A recente decisão do Conselho Nacional de Política Energética (CNPE) de elevar a mistura obrigatória de etanol anidro na gasolina de 30% para 32% reacendeu discussões sobre os efeitos da medida nos veículos e no bolso dos consumidores.
O Ministério Público Federal (MPF) entrou com uma ação civil pública para suspender a decisão, alegando que ainda não há comprovação suficiente sobre a segurança da nova mistura para a frota nacional. Segundo o MPF, os estudos apresentados não detalham os possíveis impactos do E32 na durabilidade de componentes, emissões, autonomia e compatibilidade com diferentes tipos de veículos, principalmente motocicletas, carros antigos e modelos importados. O órgão também aponta riscos de corrosão, desgaste de peças e falhas em sistemas de injeção eletrônica, além de solicitar perícia técnica independente para avaliar possíveis efeitos ambientais indiretos.

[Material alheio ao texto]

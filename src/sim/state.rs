//! Scene state and entity types
//!
//! Everything the update loop and renderer read lives in `SceneState`.

use glam::Vec2;
use rand::{Rng, SeedableRng};
use rand_pcg::Pcg32;
use serde::{Deserialize, Serialize};

use super::collision::Aabb;
use super::content::CvEntry;
use crate::consts::*;

/// The player sprite
#[derive(Debug, Clone, Copy, PartialEq, Serialize, Deserialize)]
pub struct Player {
    /// Top-left corner (pixels)
    pub pos: Vec2,
    /// Velocity (pixels/tick)
    pub vel: Vec2,
    /// Not resting on the ground or a platform
    pub airborne: bool,
}

impl Default for Player {
    fn default() -> Self {
        Self {
            pos: Vec2::new(PLAYER_START_X, PLAYER_FLOOR_Y),
            vel: Vec2::ZERO,
            airborne: false,
        }
    }
}

impl Player {
    pub const SIZE: Vec2 = Vec2::new(PLAYER_WIDTH, PLAYER_HEIGHT);

    pub fn aabb(&self) -> Aabb {
        Aabb::at(self.pos, Self::SIZE)
    }

    #[inline]
    pub fn bottom(&self) -> f32 {
        self.pos.y + PLAYER_HEIGHT
    }
}

/// A static platform
#[derive(Debug, Clone, Copy, PartialEq, Serialize, Deserialize)]
pub struct Platform {
    pub x: f32,
    pub y: f32,
    pub width: f32,
    pub height: f32,
}

impl Platform {
    pub fn aabb(&self) -> Aabb {
        Aabb::new(self.x, self.y, self.width, self.height)
    }
}

/// A floating item carrying one CV entry
#[derive(Debug, Clone, PartialEq, Serialize, Deserialize)]
pub struct Collectible {
    pub x: f32,
    pub y: f32,
    pub title: String,
    pub description: String,
    pub collected: bool,
}

impl Collectible {
    pub fn aabb(&self) -> Aabb {
        Aabb::new(self.x, self.y, COLLECTIBLE_SIZE, COLLECTIBLE_SIZE)
    }
}

/// Modal dialog contents
#[derive(Debug, Clone, Default, PartialEq, Eq, Serialize, Deserialize)]
pub struct DialogState {
    pub visible: bool,
    pub title: String,
    pub description: String,
}

impl DialogState {
    /// Show an entry (replaces whatever was shown)
    pub fn open(&mut self, title: &str, description: &str) {
        self.title = title.to_owned();
        self.description = description.to_owned();
        self.visible = true;
    }

    /// Hide the dialog; content is kept
    pub fn dismiss(&mut self) {
        self.visible = false;
    }
}

/// RNG state wrapper for serialization
#[derive(Debug, Clone, Serialize, Deserialize)]
pub struct RngState {
    pub seed: u64,
}

impl RngState {
    pub fn new(seed: u64) -> Self {
        Self { seed }
    }

    pub fn to_rng(&self) -> Pcg32 {
        Pcg32::seed_from_u64(self.seed)
    }
}

/// Complete scene state
#[derive(Debug, Clone, Serialize, Deserialize)]
pub struct SceneState {
    /// Layout seed
    pub seed: u64,
    pub player: Player,
    /// Immutable after construction
    pub platforms: Vec<Platform>,
    /// One per platform, same index
    pub collectibles: Vec<Collectible>,
    /// Indices into `collectibles`, in pickup order
    pub collected: Vec<usize>,
    pub dialog: DialogState,
    /// Simulation tick counter
    pub time_ticks: u64,
}

impl SceneState {
    /// Lay out one platform and one collectible per entry
    pub fn new(seed: u64, entries: &[CvEntry]) -> Self {
        let mut rng = RngState::new(seed).to_rng();

        let platforms: Vec<Platform> = (0..entries.len())
            .map(|i| {
                let lift = PLATFORM_BASE_LIFT + rng.random::<f32>() * PLATFORM_LIFT_JITTER;
                Platform {
                    x: PLATFORM_FIRST_X + PLATFORM_SPACING * i as f32,
                    y: GROUND_TOP - lift,
                    width: PLATFORM_WIDTH,
                    height: PLATFORM_HEIGHT,
                }
            })
            .collect();

        let collectibles = platforms
            .iter()
            .zip(entries)
            .map(|(platform, entry)| Collectible {
                x: platform.x + COLLECTIBLE_OFFSET_X,
                y: platform.y - COLLECTIBLE_OFFSET_Y,
                title: entry.title.clone(),
                description: entry.description.clone(),
                collected: false,
            })
            .collect();

        log::info!("Scene laid out with seed {}: {} platforms", seed, platforms.len());
        for (i, p) in platforms.iter().enumerate() {
            log::debug!("  platform {}: x={} y={:.1}", i, p.x, p.y);
        }

        Self {
            seed,
            player: Player::default(),
            platforms,
            collectibles,
            collected: Vec::new(),
            dialog: DialogState::default(),
            time_ticks: 0,
        }
    }

    /// Number of collectibles picked up
    pub fn score(&self) -> usize {
        self.collected.len()
    }

    /// Total collectibles in the scene
    pub fn total(&self) -> usize {
        self.collectibles.len()
    }

    /// All items picked up
    pub fn is_complete(&self) -> bool {
        self.score() == self.total()
    }

    /// Close the dialog. Dismissing a hidden dialog changes nothing.
    pub fn dismiss_dialog(&mut self) {
        self.dialog.dismiss();
    }

    /// Mark collectible `index` as picked up and show its entry.
    /// Returns false if it was already collected.
    pub(crate) fn collect(&mut self, index: usize) -> bool {
        let Some(item) = self.collectibles.get_mut(index) else {
            return false;
        };
        if item.collected {
            return false;
        }
        item.collected = true;
        self.collected.push(index);
        self.dialog.open(&item.title, &item.description);
        true
    }
}

#[cfg(test)]
mod tests {
    use super::*;
    use crate::sim::content::default_entries;

    #[test]
    fn test_layout_matches_entries() {
        let state = SceneState::new(7, &default_entries());
        assert_eq!(state.platforms.len(), 5);
        assert_eq!(state.collectibles.len(), 5);

        for (i, (platform, item)) in state.platforms.iter().zip(&state.collectibles).enumerate() {
            assert_eq!(platform.x, 200.0 + 300.0 * i as f32);
            assert_eq!(platform.width, 100.0);
            assert_eq!(platform.height, 20.0);
            // y = 400 - 40 - 100 - [0, 100)
            assert!(platform.y <= 260.0 && platform.y >= 160.0, "y = {}", platform.y);
            assert_eq!(item.x, platform.x + 30.0);
            assert_eq!(item.y, platform.y - 40.0);
            assert!(!item.collected);
        }
    }

    #[test]
    fn test_layout_is_seeded() {
        let a = SceneState::new(42, &default_entries());
        let b = SceneState::new(42, &default_entries());
        let c = SceneState::new(43, &default_entries());
        assert_eq!(a.platforms, b.platforms);
        assert_ne!(a.platforms, c.platforms);
    }

    #[test]
    fn test_initial_player() {
        let state = SceneState::new(1, &default_entries());
        assert_eq!(state.player.pos, Vec2::new(50.0, 300.0));
        assert_eq!(state.player.vel, Vec2::ZERO);
        assert!(!state.player.airborne);
        assert!(!state.dialog.visible);
        assert_eq!(state.score(), 0);
        assert_eq!(state.total(), 5);
    }

    #[test]
    fn test_collect_once() {
        let mut state = SceneState::new(1, &default_entries());
        assert!(state.collect(2));
        assert!(!state.collect(2));
        assert_eq!(state.collected, vec![2]);
        assert!(state.dialog.visible);
        assert_eq!(state.dialog.title, "Formation");
    }

    #[test]
    fn test_dismiss_keeps_content() {
        let mut state = SceneState::new(1, &default_entries());
        state.collect(0);
        state.dismiss_dialog();
        assert!(!state.dialog.visible);
        assert_eq!(state.dialog.title, "Infos Personnelles");

        state.dismiss_dialog();
        assert!(!state.dialog.visible);
    }

    #[test]
    fn test_empty_entries_gives_empty_scene() {
        let state = SceneState::new(1, &[]);
        assert!(state.platforms.is_empty());
        assert!(state.is_complete());
    }
}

Por outro lado, a União da Indústria de Cana-de-Açúcar e Bioenergia (Unica) defende que o aumento do percentual de etanol fortalece a segurança energética do país, reduz a dependência de gasolina importada e pode contribuir para conter os preços ao consumidor. De acordo com a entidade, estudos realizados pelo Instituto Mauá de Tecnologia, sob coordenação do Ministério de Minas e Energia, não identificaram impactos relevantes em desempenho, consumo, dirigibilidade ou funcionamento dos motores, mesmo em veículos fabricados entre 1994 e 2024.
A Unica destaca ainda que, com o E32, o Brasil pode deixar de importar cerca de 800 milhões de litros de gasolina por ano, trazendo benefícios econômicos e ambientais. Segundo estimativas do setor, a presença do etanol no mercado ajudou a evitar um aumento de R$ 8 bilhões no custo dos combustíveis nos últimos três meses.
O debate segue dividido entre preocupações técnicas e benefícios econômicos, enquanto consumidores aguardam definições sobre a adoção definitiva da nova mistura nos postos de todo o país.